Chiquibul National Park is Belize's largest national park. It is 1,073 km2 in size. The park is located in Belize's Cayo District. The national park surrounds Caracol, a Mayan city. Caracol has been designated as an archaeological reserve and is not included within the park's total area. Chiquibul Forest Reserve is adjacent to the park.

== Establishment of the park ==
Chiquibul National Park was originally part of Chiquibul Forest Reserve, which was designated in 1956. In 1991, due to lobbying from conservationists, the three-quarters of the forest reserve that did not have active logging concessions was re-designated as a national park under Belize's National Parks System Act. The park's borders were re-defined in 1995. Caracol became surrounded by the national park.

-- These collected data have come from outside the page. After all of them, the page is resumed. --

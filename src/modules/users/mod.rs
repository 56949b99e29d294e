pub mod models;
mod pending;
mod service;

use std::sync::Arc;
use std::time::Duration;

use async_trait::async_trait;
use axum::{
    extract::{Path, State},
    http::StatusCode,
    routing::{get, post},
    Json, Router,
};
use bookswap_http::{AppError, Principal};
use bookswap_kernel::{InitCtx, Module};
use serde::Deserialize;
use serde_json::json;

use crate::context::AppContext;
pub use pending::PendingActions;
pub use service::UserService;

/// Registration, profiles and contact cards
pub struct UsersModule {
    service: Arc<UserService>,
}

impl UsersModule {
    pub fn new(ctx: &AppContext) -> Self {
        let ttl = Duration::from_secs(ctx.settings.users.pending_ttl_secs);
        Self {
            service: Arc::new(UserService::new(
                ctx.directory.clone(),
                PendingActions::new(ttl),
            )),
        }
    }
}

#[derive(Debug, Deserialize)]
struct StashSearch {
    title: String,
    location: String,
}

#[async_trait]
impl Module for UsersModule {
    fn name(&self) -> &'static str {
        "users"
    }

    async fn init(&self, ctx: &InitCtx<'_>) -> anyhow::Result<()> {
        tracing::info!(
            module = self.name(),
            pending_ttl_secs = ctx.settings.users.pending_ttl_secs,
            "users module initialized"
        );
        Ok(())
    }

    fn routes(&self) -> Router {
        Router::new()
            .route("/", post(register))
            .route("/me", get(me))
            .route("/pending", post(stash_pending))
            .route("/{username}", get(contact))
            .with_state(self.service.clone())
    }

    fn openapi(&self) -> Option<serde_json::Value> {
        Some(json!({
            "paths": {
                "/": {
                    "post": {
                        "summary": "Register a user",
                        "tags": ["Users"],
                        "requestBody": {
                            "required": true,
                            "content": {
                                "application/json": {
                                    "schema": { "$ref": "#/components/schemas/RegisterUser" }
                                }
                            }
                        },
                        "responses": {
                            "201": {
                                "description": "User created; carries the resumed search if any",
                                "content": {
                                    "application/json": {
                                        "schema": { "$ref": "#/components/schemas/Registration" }
                                    }
                                }
                            },
                            "409": {
                                "description": "Username already exists",
                                "content": {
                                    "application/json": {
                                        "schema": { "$ref": "#/components/schemas/ErrorResponse" }
                                    }
                                }
                            },
                            "422": {
                                "description": "Validation error",
                                "content": {
                                    "application/json": {
                                        "schema": { "$ref": "#/components/schemas/ErrorResponse" }
                                    }
                                }
                            }
                        }
                    }
                },
                "/me": {
                    "get": {
                        "summary": "Your profile with shelf, wishlist and requests",
                        "tags": ["Users"],
                        "responses": {
                            "200": {
                                "description": "User profile",
                                "content": {
                                    "application/json": {
                                        "schema": { "$ref": "#/components/schemas/UserProfile" }
                                    }
                                }
                            },
                            "401": {
                                "description": "No acting user",
                                "content": {
                                    "application/json": {
                                        "schema": { "$ref": "#/components/schemas/ErrorResponse" }
                                    }
                                }
                            }
                        }
                    }
                },
                "/pending": {
                    "post": {
                        "summary": "Keep a search across registration",
                        "tags": ["Users"],
                        "responses": {
                            "201": {
                                "description": "Single-use token",
                                "content": {
                                    "application/json": {
                                        "schema": { "$ref": "#/components/schemas/PendingToken" }
                                    }
                                }
                            }
                        }
                    }
                },
                "/{username}": {
                    "get": {
                        "summary": "Contact card of another user",
                        "tags": ["Users"],
                        "parameters": [
                            { "name": "username", "in": "path", "required": true, "schema": { "type": "string" } }
                        ],
                        "responses": {
                            "200": {
                                "description": "Contact card",
                                "content": {
                                    "application/json": {
                                        "schema": { "$ref": "#/components/schemas/Contact" }
                                    }
                                }
                            },
                            "404": {
                                "description": "User not found",
                                "content": {
                                    "application/json": {
                                        "schema": { "$ref": "#/components/schemas/ErrorResponse" }
                                    }
                                }
                            }
                        }
                    }
                }
            },
            "components": {
                "schemas": {
                    "RegisterUser": {
                        "type": "object",
                        "properties": {
                            "username": { "type": "string" },
                            "location": { "type": "string" },
                            "coords": {
                                "type": "object",
                                "nullable": true,
                                "properties": {
                                    "longitude": { "type": "number" },
                                    "latitude": { "type": "number" }
                                }
                            },
                            "email": { "type": "string", "format": "email", "nullable": true },
                            "pending_token": { "type": "string", "format": "uuid", "nullable": true }
                        },
                        "required": ["username", "location"]
                    },
                    "Registration": {
                        "type": "object",
                        "properties": {
                            "user": { "type": "object" },
                            "resume": {
                                "type": "object",
                                "nullable": true,
                                "properties": {
                                    "title": { "type": "string" },
                                    "location": { "type": "string" }
                                }
                            }
                        },
                        "required": ["user"]
                    },
                    "UserProfile": {
                        "type": "object",
                        "properties": {
                            "username": { "type": "string" },
                            "location": { "type": "string" },
                            "email": { "type": "string", "nullable": true },
                            "books": { "type": "array", "items": { "$ref": "#/components/schemas/Book" } },
                            "wishlist": { "type": "array", "items": { "type": "object" } },
                            "requestlist": { "type": "array", "items": { "type": "object" } },
                            "pending_requests": { "type": "integer" }
                        },
                        "required": ["username", "location", "books", "wishlist", "requestlist", "pending_requests"]
                    },
                    "PendingToken": {
                        "type": "object",
                        "properties": {
                            "token": { "type": "string", "format": "uuid" },
                            "expires_in_secs": { "type": "integer" }
                        },
                        "required": ["token", "expires_in_secs"]
                    },
                    "Contact": {
                        "type": "object",
                        "properties": {
                            "username": { "type": "string" },
                            "location": { "type": "string" },
                            "email": { "type": "string", "nullable": true }
                        },
                        "required": ["username", "location"]
                    }
                }
            }
        }))
    }

    async fn start(&self, _ctx: &InitCtx<'_>) -> anyhow::Result<()> {
        tracing::info!(module = self.name(), "users module started");
        Ok(())
    }

    async fn stop(&self) -> anyhow::Result<()> {
        tracing::info!(module = self.name(), "users module stopped");
        Ok(())
    }
}

async fn register(
    State(service): State<Arc<UserService>>,
    Json(body): Json<models::RegisterUser>,
) -> Result<(StatusCode, Json<models::Registration>), AppError> {
    let registration = service.register(body).await?;
    Ok((StatusCode::CREATED, Json(registration)))
}

async fn me(
    State(service): State<Arc<UserService>>,
    principal: Principal,
) -> Result<Json<models::Profile>, AppError> {
    Ok(Json(service.profile(principal.username()).await?))
}

async fn contact(
    State(service): State<Arc<UserService>>,
    _principal: Principal,
    Path(username): Path<String>,
) -> Result<Json<models::Contact>, AppError> {
    Ok(Json(service.contact(&username).await?))
}

async fn stash_pending(
    State(service): State<Arc<UserService>>,
    Json(body): Json<StashSearch>,
) -> Result<(StatusCode, Json<models::PendingToken>), AppError> {
    let token = service.stash(&body.title, &body.location)?;
    Ok((StatusCode::CREATED, Json(token)))
}

/// Create a new instance of the users module
pub fn create_module(ctx: &AppContext) -> Arc<dyn Module> {
    Arc::new(UsersModule::new(ctx))
}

== Geology and geography ==
The western side of the park lies along Belize's border with Guatemala. The park lies west of the Maya Mountains. The park's landscape includes south Vaca Plateau and eastern slopes of the Maya Mountains. Doyle's Delight, the highest mountain in Belize, is located in the park. The park is located on a layer of limestone strata, the largest area of protected karst in Belize. The park incorporates portions of the Chiquibul Cave System, the longest known cave system in Central America. The cave system is made up of caves linked by water flows, including the Chiquibul River. The Chiquibul River flows through Belize, goes underground into the cave system, and resurfaces in Guatemala. The cave system includes the largest known underground passages and cave chamber discovered in the Western Hemisphere.

== Flora and fauna ==
The forest has been mostly unbroken since the Maya left it centuries ago. The park has high biodiversity. Species found in the park include keel-billed motmots, kinkajous, jaguars, jaguarundis, king vultures, margays, ocelots, ocellated turkeys, Yucatan spider monkeys, and Baird's tapirs. It has Belize's largest breeding population of scarlet macaws. New insect and crustacean species have been discovered in the park. The biological diversity of the park has not yet been fully explored. In 1993, a botanist from Missouri Botanical Garden collected more than 130 plant species previously unreported in Belize. Three of these species had never before been reported in Central America.